Dans un autre registre, le symbole “open to work” ou les autres messages relayés sur LinkedIn sont des actions solidaires individuelles pour mettre à profit son réseau et communiquer. Un bon coup de main sur la mise en relation qui ne remplace cependant pas une stratégie globale menée par une entreprise.
Accompagner la jeunesse sur le long terme pour les entreprises ...

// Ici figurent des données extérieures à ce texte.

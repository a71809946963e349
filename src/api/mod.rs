//! Внешний API движка матчей.
//!
//! Здесь описываются:
//! - команды (commands.rs) – всё, что меняет состояние (создать матч, мяч, выбор игрока, сохранение);
//! - запросы (queries.rs) – только чтение;
//! - DTO (dto.rs) – удобные структуры для фронта (табло, таблица, история);
//! - ошибки (errors.rs) – то, что видит клиент;
//! - диспетчер (handler.rs) – связывает команды с MatchManager и хранилищем.

pub mod commands;
pub mod dto;
pub mod errors;
pub mod handler;
pub mod queries;

pub use commands::*;
pub use dto::*;
pub use errors::*;
pub use handler::*;
pub use queries::*;
//! Диспетчер команд и запросов поверх MatchManager + InMemoryStorage.

use tracing::{info, warn};

use crate::domain::MatchId;
use crate::engine::MatchManager;
use crate::infra::persistence::{InMemoryStorage, SnapshotStore};
use crate::state::MatchSnapshot;

use super::commands::{Command, LeagueCommand, MatchCommand};
use super::dto::{CommandResponse, MatchHistoryItemDto};
use super::errors::ApiError;
use super::queries::{build_career, build_scoreboard_view, build_standings, Query, QueryResponse};

/// Выполнить команду.
///
/// После каждой удачной команды над матчем его снапшот кладётся
/// в хранилище, чтобы матч можно было поднять через Resume.
pub fn handle_command(
    manager: &mut MatchManager,
    storage: &mut InMemoryStorage,
    command: Command,
) -> Result<CommandResponse, ApiError> {
    match command {
        Command::CreateMatch(cmd) => {
            cmd.config.validate()?;
            let match_id = manager.create_match(cmd.config);
            info!(match_id, overs = cmd.config.total_overs, "матч создан");
            Ok(CommandResponse::MatchCreated { match_id })
        }
        Command::MatchCommand(cmd) => handle_match_command(manager, storage, cmd),
        Command::LeagueCommand(cmd) => handle_league_command(storage, cmd),
    }
}

fn handle_match_command(
    manager: &mut MatchManager,
    storage: &mut InMemoryStorage,
    command: MatchCommand,
) -> Result<CommandResponse, ApiError> {
    match command {
        MatchCommand::Start(cmd) => {
            manager.start_match(cmd.match_id, cmd.setup, &*storage)?;
            scoreboard(manager, storage, cmd.match_id)
        }
        MatchCommand::Ball(cmd) => {
            manager.apply_ball(cmd.match_id, cmd.kind)?;
            scoreboard(manager, storage, cmd.match_id)
        }
        MatchCommand::Undo(cmd) => {
            let undone = manager.undo(cmd.match_id)?;
            match scoreboard(manager, storage, cmd.match_id)? {
                CommandResponse::Scoreboard(scoreboard) => {
                    Ok(CommandResponse::UndoApplied { undone, scoreboard })
                }
                other => Ok(other),
            }
        }
        MatchCommand::SelectBatsman(cmd) => {
            manager.select_batsman(cmd.match_id, &cmd.player)?;
            scoreboard(manager, storage, cmd.match_id)
        }
        MatchCommand::SelectBowler(cmd) => {
            manager.select_bowler(cmd.match_id, &cmd.player)?;
            scoreboard(manager, storage, cmd.match_id)
        }
        MatchCommand::SelectOpeners(cmd) => {
            manager.select_openers(cmd.match_id, &cmd.striker, &cmd.non_striker, &cmd.bowler)?;
            scoreboard(manager, storage, cmd.match_id)
        }
        MatchCommand::Save(cmd) => {
            let points = storage.league().points();
            let bundle = manager.save_match(cmd.match_id, cmd.date, points, storage)?;
            Ok(CommandResponse::MatchSaved(MatchHistoryItemDto::from(
                &bundle.record,
            )))
        }
        MatchCommand::Abandon(cmd) => {
            manager.abandon(cmd.match_id)?;
            storage.save_active_match(cmd.match_id, None);
            Ok(CommandResponse::Ok)
        }
        MatchCommand::Resume(cmd) => {
            if manager.has_match(cmd.match_id) {
                return Err(ApiError::InvalidCommand(format!(
                    "матч {} уже активен",
                    cmd.match_id
                )));
            }
            let snapshot = storage
                .load_active_match(cmd.match_id)
                .ok_or(ApiError::MatchNotFound(cmd.match_id))?;
            manager.insert_match(cmd.match_id, snapshot.into_engine());
            info!(match_id = cmd.match_id, "матч поднят из снапшота");
            scoreboard(manager, storage, cmd.match_id)
        }
    }
}

fn handle_league_command(
    storage: &mut InMemoryStorage,
    command: LeagueCommand,
) -> Result<CommandResponse, ApiError> {
    match command {
        LeagueCommand::AddTeam { name } => {
            storage.league_mut().add_team(&name)?;
            Ok(CommandResponse::Standings(build_standings(storage.league())))
        }
        LeagueCommand::RemoveTeam { name } => {
            storage.league_mut().remove_team(&name)?;
            Ok(CommandResponse::Standings(build_standings(storage.league())))
        }
        LeagueCommand::SetPoints(points) => {
            storage.league_mut().set_points(points)?;
            info!(
                win = points.win_points,
                tie = points.tie_points,
                "очки за матч изменены"
            );
            Ok(CommandResponse::Ok)
        }
        LeagueCommand::ClearHistory => {
            storage.clear_history();
            Ok(CommandResponse::Ok)
        }
    }
}

/// Табло после команды + снапшот в хранилище.
fn scoreboard(
    manager: &MatchManager,
    storage: &mut InMemoryStorage,
    match_id: MatchId,
) -> Result<CommandResponse, ApiError> {
    let engine = manager
        .engine(match_id)
        .ok_or(ApiError::MatchNotFound(match_id))?;
    storage.save_active_match(match_id, Some(MatchSnapshot::from_engine(engine)));
    Ok(CommandResponse::Scoreboard(build_scoreboard_view(
        match_id, engine,
    )))
}

/// Выполнить запрос "только чтение".
pub fn handle_query(
    manager: &MatchManager,
    storage: &InMemoryStorage,
    query: Query,
) -> Result<QueryResponse, ApiError> {
    match query {
        Query::GetScoreboard { match_id } => {
            let engine = manager
                .engine(match_id)
                .ok_or(ApiError::MatchNotFound(match_id))?;
            Ok(QueryResponse::Scoreboard(build_scoreboard_view(
                match_id, engine,
            )))
        }
        Query::ListMatches => Ok(QueryResponse::Matches(manager.match_ids())),
        Query::GetPendingCandidates { match_id } => {
            let engine = manager
                .engine(match_id)
                .ok_or(ApiError::MatchNotFound(match_id))?;
            let candidates = engine.pending_candidates().map_err(|e| {
                warn!(match_id, error = %e, "нет кандидатов на выбор");
                ApiError::from(e)
            })?;
            Ok(QueryResponse::Candidates(candidates))
        }
        Query::GetStandings => Ok(QueryResponse::Standings(build_standings(storage.league()))),
        Query::GetHistory => Ok(QueryResponse::History(
            storage.history().map(MatchHistoryItemDto::from).collect(),
        )),
        Query::GetCareer { player } => Ok(QueryResponse::Career(
            storage.career(&player).map(|s| build_career(&player, s)),
        )),
        Query::ListCareers => Ok(QueryResponse::Careers(
            storage
                .careers()
                .iter()
                .map(|(name, s)| build_career(name, s))
                .collect(),
        )),
    }
}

Certes les entreprises sont incitées à recruter avec les aides gouvernementales, mais elles peuvent aller plus loin et penser à long terme. Ces actions solidaires répondent à des intérêts économiques d’un instant T sans offrir un accompagnement plus global pour la jeunesse française. Elles sont un maillon essentiel pour assurer une économie à la jeunesse d'aujourd'hui qui deviendra leurs collaborateurs de demain.
Toutes les entreprises doivent s’engager dès à présent en proposant à ces jeunes de construire une nouvelle société. Sans lien avec cette jeunesse, comment réussir à lui donner envie de vous rejoindre ? Comment créer une cohésion sociale entre les acteurs ? Comment permettre à votre entreprise de continuer de progresser ?
Ce n’est pas un sujet qui concerne uniquement les entreprises à mission, mais bien toutes les entreprises. Ces dernières doivent veiller à construire une société avec une meilleure cohésion entre les acteurs, en créant des interdépendances et des liens forts, durables et des intérêts réciproques entre ceux-ci.
Les entreprises doivent prendre leurs responsabilités pour assurer une diversité de profils, pour permettre à ces étudiants qui n’ont pas eu les mêmes conditions de réussite que les précédentes années de décrocher un emploi, de les former pour leur donner les chances de réussir et donc de faire progresser l’entreprise.
… Une stratégie gagnant-gagnant
Les bénéfices pour les entreprises qui s’engageront dans cette voie sont nombreux :
une réputation positive pour l’entreprise qui donne des perspectives d’avenir,
des recrutements diversifiés avec de bons profils en leur offrant un parcours à long terme,
un impact positif pour permettre à chacun d’avoir une chance de réussir.
La mobilisation par les entreprises doit se faire au profit de la création de valeur, pas seulement pécuniaire, mais de valeur sociale et humaine. Et c’est exactement la raison pour laquelle l’État, garant de la concorde et de la paix sociale, seule entité légitime et responsable, qui doit assurer que la mise en œuvre de mesures, aussi bien dans la sphère publique que privée, répondra aux enjeux de protection de la jeunesse. Contrôle et régulation sont ainsi nécessaires pour contrebalancer les éventuels déséquilibres du système, et garantir que l’on ne sacrifiera pas toute une génération sur l’autel du laisser-faire.